L’Islamic state Khorasan Province (Iskp) ha continuato a lasciare il segno nel Paese con attentati e operazioni mirate (secondo un rapporto Onu solo negli ultimi anni sarebbero stati 77). L’intelligence europea e americana ritiene che il gruppo possa contare su 1500-2000 adepti, anche se mostra una leadership strutturata e capace di pianificare attacchi di elevato profilo. Gli attentati a Kabul di ieri avrebbero anche l’obiettivo di fare proselitismo, di aprire varchi tra gli studenti del Corano scontenti.

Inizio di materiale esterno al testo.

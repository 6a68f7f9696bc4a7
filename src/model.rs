//! Core data model for the analysis engine
//!
//! Everything here is plain data: the engine consumes `Block`s and produces
//! an `AnalysisResult` with no behavior and no external handles, so the
//! whole output contract is serializable. All maps and sets are B-tree
//! collections so that iteration order, and therefore serialized output, is
//! deterministic for identical input.

use std::collections::{BTreeMap, BTreeSet};

use serde::{Deserialize, Serialize};

/// One independently edited fragment of script text.
///
/// Blocks are owned by the caller (the editor); the engine only reads
/// `content`. `id` must be stable and unique across calls.
#[derive(Debug, Clone, Serialize, Deserialize)]
pub struct Block {
    pub id: String,
    pub content: String,
    pub file_path: Option<String>,
}

impl Block {
    pub fn new(id: impl Into<String>, content: impl Into<String>) -> Self {
        Self {
            id: id.into(),
            content: content.into(),
            file_path: None,
        }
    }

    pub fn with_file_path(mut self, path: impl Into<String>) -> Self {
        self.file_path = Some(path.into());
        self
    }
}

/// Whether a label-table entry came from a `label` header or a named `menu`.
#[derive(Debug, Clone, Copy, PartialEq, Eq, PartialOrd, Ord, Serialize, Deserialize)]
#[serde(rename_all = "lowercase")]
pub enum LabelKind {
    Label,
    Menu,
}

/// A named entry point recorded in the global label table.
///
/// Lines are 1-based; `column` is the 0-based byte offset of the
/// `label`/`menu` keyword within its line.
#[derive(Debug, Clone, PartialEq, Eq, Serialize, Deserialize)]
pub struct LabelLocation {
    pub block_id: String,
    pub label: String,
    pub line: usize,
    pub column: usize,
    pub kind: LabelKind,
}

#[derive(Debug, Clone, Copy, PartialEq, Eq, PartialOrd, Ord, Serialize, Deserialize)]
#[serde(rename_all = "lowercase")]
pub enum JumpKind {
    Jump,
    Call,
}

/// One `jump`/`call` occurrence in a block.
///
/// `column_start` is the keyword's byte offset within the line,
/// `column_end` one past the end of the target word; editors use these for
/// inline decorations. A dynamic transfer (`jump expression <var>`) records
/// the literal word `expression` and is never resolved against the label
/// table.
#[derive(Debug, Clone, PartialEq, Eq, Serialize, Deserialize)]
pub struct JumpLocation {
    pub block_id: String,
    pub target: String,
    pub line: usize,
    pub column_start: usize,
    pub column_end: usize,
    pub kind: JumpKind,
    pub is_dynamic: bool,
}

/// A resolved inter-block edge: the jump target is a label defined in a
/// different block. One entry per distinct `(source, target)` pair.
#[derive(Debug, Clone, PartialEq, Eq, Serialize, Deserialize)]
pub struct Link {
    pub source_id: String,
    pub target_id: String,
    pub target_label: String,
}

/// A character defined via `define <tag> = Character(...)`.
///
/// Presentation kwargs are stored raw (unquoted where the source quoted
/// them); a kwarg whose value is the literal `None` leaves its field unset.
#[derive(Debug, Clone, Default, PartialEq, Eq, Serialize, Deserialize)]
pub struct Character {
    pub tag: String,
    pub name: String,
    pub color: String,
    pub defined_in_block_id: String,
    pub line: usize,
    pub profile: Option<String>,
    pub kind: Option<String>,
    pub image: Option<String>,
    pub voice_tag: Option<String>,
    pub who_prefix: Option<String>,
    pub who_suffix: Option<String>,
    pub what_prefix: Option<String>,
    pub what_suffix: Option<String>,
    pub who_style: Option<String>,
    pub what_style: Option<String>,
    pub window_style: Option<String>,
    pub dynamic: Option<String>,
    pub condition: Option<String>,
    pub slow: Option<String>,
    pub slow_abortable: Option<String>,
    pub afm: Option<String>,
    pub ctc: Option<String>,
    pub ctc_pause: Option<String>,
    pub ctc_position: Option<String>,
}

#[derive(Debug, Clone, Copy, PartialEq, Eq, PartialOrd, Ord, Serialize, Deserialize)]
#[serde(rename_all = "lowercase")]
pub enum VariableKind {
    Define,
    Default,
}

/// A `define`/`default` variable assignment. `initial_value` is the raw
/// right-hand side, unparsed, with any trailing comment stripped.
#[derive(Debug, Clone, PartialEq, Eq, Serialize, Deserialize)]
pub struct Variable {
    pub kind: VariableKind,
    pub name: String,
    pub initial_value: String,
    pub defined_in_block_id: String,
    pub line: usize,
}

/// A `screen <name>(<params>):` definition.
#[derive(Debug, Clone, PartialEq, Eq, Serialize, Deserialize)]
pub struct ScreenDef {
    pub name: String,
    pub parameters: String,
    pub defined_in_block_id: String,
    pub line: usize,
}

/// An `image <name tokens> = ...` definition, keyed by the space-joined
/// name tokens.
#[derive(Debug, Clone, PartialEq, Eq, Serialize, Deserialize)]
pub struct ImageDef {
    pub name: String,
    pub defined_in_block_id: String,
    pub line: usize,
}

/// A dialogue line attributed to a character tag.
#[derive(Debug, Clone, PartialEq, Eq, Serialize, Deserialize)]
pub struct DialogueLine {
    pub line: usize,
    pub tag: String,
}

/// One usage site of a variable (excluding its definition line).
#[derive(Debug, Clone, PartialEq, Eq, Serialize, Deserialize)]
pub struct VariableUsage {
    pub block_id: String,
    pub line: usize,
}

/// Coarse content categories present in a block, for editor iconography.
#[derive(Debug, Clone, Copy, PartialEq, Eq, PartialOrd, Ord, Serialize, Deserialize)]
#[serde(rename_all = "lowercase")]
pub enum BlockTag {
    Label,
    Menu,
    Jump,
    Dialogue,
    Python,
}

/// Aggregate output of one analysis call.
///
/// Recomputed from scratch on every call; identical input yields identical
/// output, down to serialization bytes.
#[derive(Debug, Clone, Default, PartialEq, Serialize, Deserialize)]
pub struct AnalysisResult {
    /// Global label table, keyed by label name. Duplicate names follow
    /// last-write-wins, except that a plain label is never replaced by a
    /// named menu of the same name.
    pub labels: BTreeMap<String, LabelLocation>,
    /// All jump/call occurrences per block, in line order.
    pub jumps: BTreeMap<String, Vec<JumpLocation>>,
    /// Deduplicated inter-block links, in first-seen order.
    pub links: Vec<Link>,
    /// Unresolved jump targets per block, deduplicated, first-seen order.
    pub invalid_jumps: BTreeMap<String, Vec<String>>,
    /// First label defined in each block, where one exists.
    pub first_labels: BTreeMap<String, String>,
    pub root_block_ids: BTreeSet<String>,
    pub leaf_block_ids: BTreeSet<String>,
    pub branching_block_ids: BTreeSet<String>,
    pub story_block_ids: BTreeSet<String>,
    pub screen_only_block_ids: BTreeSet<String>,
    pub config_block_ids: BTreeSet<String>,
    pub characters: BTreeMap<String, Character>,
    /// Dialogue lines attributed to known characters, per block.
    pub dialogue_lines: BTreeMap<String, Vec<DialogueLine>>,
    /// Dialogue line count per character tag; defined-but-unused characters
    /// appear with a count of zero.
    pub character_usage: BTreeMap<String, usize>,
    pub variables: BTreeMap<String, Variable>,
    /// Usage sites per variable name, excluding the definition line, at
    /// most one per `(block, line)`.
    pub variable_usages: BTreeMap<String, Vec<VariableUsage>>,
    pub screens: BTreeMap<String, ScreenDef>,
    pub defined_images: BTreeMap<String, ImageDef>,
    pub block_types: BTreeMap<String, BTreeSet<BlockTag>>,
}

impl AnalysisResult {
    /// Jump occurrences recorded for a block (empty when none).
    pub fn jumps_for(&self, block_id: &str) -> &[JumpLocation] {
        self.jumps.get(block_id).map(Vec::as_slice).unwrap_or(&[])
    }
}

Una campagna alla quale potrebbero unirsi anche fazioni minori.


I talebani avranno la forza per contrastare gli assalti dei reduci del Califfato? Gli esperti sono convinti di sì, anche se alla fine l’Emirato islamico sarà costretto ad accettare «interventi mirati degli Usa», per eliminare più rapidamente un nemico scomodo. Solo nel 2020, infatti, Isis-K ha organizzato l’assalto alla prigione di Jalalabad, servendosi delle capacità tecniche dell’Haqqani Network, HQN, i militanti islamisti della Loya Paktia (Grande Paktia). Leader del gruppo è Serajuddin Haqqani. La Rete Haqqani ha rapporti con al Qaeda e con lo Stato islamico. Ma mentre i primi sono da sempre vicini ai talebani, per l’antico rapporto tra il mullah Omar e Osama bin Laden, i terroristi di al Baghdadi sono acerrimi nemici.

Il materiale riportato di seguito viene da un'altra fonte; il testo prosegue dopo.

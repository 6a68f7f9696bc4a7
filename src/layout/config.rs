//! Configuration for the layered layout

/// Configuration options for layout computation
#[derive(Debug, Clone)]
pub struct LayoutConfig {
    /// Horizontal gap between layers
    pub horizontal_gap: f64,

    /// Vertical gap between nodes within a layer
    pub vertical_gap: f64,

    /// Default size for block cards (width, height)
    pub block_size: (f64, f64),

    /// Height of a label node in the route graph
    pub label_node_height: f64,

    /// Estimated width per character of a label name
    pub label_char_width: f64,

    /// Minimum width of a label node
    pub label_min_width: f64,
}

impl Default for LayoutConfig {
    fn default() -> Self {
        Self {
            horizontal_gap: 60.0,
            vertical_gap: 24.0,
            block_size: (180.0, 110.0),
            label_node_height: 28.0,
            label_char_width: 7.0,
            label_min_width: 64.0,
        }
    }
}

impl LayoutConfig {
    /// Create a new configuration with default values
    pub fn new() -> Self {
        Self::default()
    }

    /// Set the gap between layers
    pub fn with_horizontal_gap(mut self, gap: f64) -> Self {
        self.horizontal_gap = gap;
        self
    }

    /// Set the gap between nodes within a layer
    pub fn with_vertical_gap(mut self, gap: f64) -> Self {
        self.vertical_gap = gap;
        self
    }

    /// Set the default block card size
    pub fn with_block_size(mut self, width: f64, height: f64) -> Self {
        self.block_size = (width, height);
        self
    }

    /// Width of a label node, estimated from its text.
    pub fn label_node_width(&self, label: &str) -> f64 {
        (label.len() as f64 * self.label_char_width + 16.0).max(self.label_min_width)
    }
}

Con la nomina del nuovo emiro, Shehab al-Muhajir, indicativamente a metà 2020, Isis-K sembra aver avviato una nuova fase mediatica attraverso un uso più consapevole e strategico del proprio apparato propagandistico, anche a fini di reclutamento di nuovi affiliati. Al-Muhajir è il primo capo non afghano o pakistano, sarebbe nato in Siria o in Iraq e avrebbe combattuto con al Qaeda proprio in Afghanistan. Con il suo arrivo le azioni sono diventate più eclatanti: scegliere di assaltare il palazzo del presidente afghano proprio in concomitanza con le festività islamiche dell’Eid al-Adha ha avuto l’obiettivo di amplificare l’effetto mediatico ed enfatizzare la propria operatività. Così come è avvenuto ieri con gli attentati a Kabul.


EX LEADER UCCISO
I talebani, dal canto loro, hanno iniziato a colpire l’Iskp, uccidendo Zia ul Haq alias Abu Umar al-Khurasani, ex leader, che era già stato arrestato nel 2020 dalle Forze di sicurezza Afghane. Secondo alcuni analisti, il gruppo terroristico che viene denominato anche SI-Khorasan non è altro che un’emanazione dei servizi segreti pakistani, d’accordo con quelli sauditi, per tenere un piede in Afghanistan e influenzarne le sorti. In queste ore l’intelligence di mezzo mondo sta dando la caccia a chi ha colpito vittime innocenti e bambini. L’ipotesi è che il kamikaze possa essere qualcuno di quei 5 mila detenuti che sono stati liberati dall’ex governo di Kabul, su richiesta dei talebani e anche di Donald Trump. Tanto che ieri negli Usa i media ricordavano quando un anno fa, l’ex presidente americano aveva accettato la liberazione in cambio di un cessate il fuoco da parte talebana. E questo - secondo le indiscrezioni - solo per un interesse personale: per aiutare la sua campagna presidenziale, nonostante le strenue obiezioni sia del Pentagono che del governo afghano. Lo stesso presidente Ashraf Ghani avrebbe avvertito che il loro rilascio sarebbe stato un «pericolo per il mondo».


LA MINACCIA
E oggi l’Isis-K rappresenta una grossa minaccia anche per l’Occidente. Innazitutto non credono in un’agenda politica: sono convinti che solo Dio possa governare. Ne consegue che la formazione di un Emirato Islamico non è sufficiente per i combattenti di Daesh, che vogliono portare avanti una guerra permanente in nome della sharia. Più di un analista aveva affermato che un ritorno dei talebani al potere avrebbe offerto ai terroristi una chance di rialzare la testa. Ieri Iskp ha voluto dimostrare proprio questo al mondo.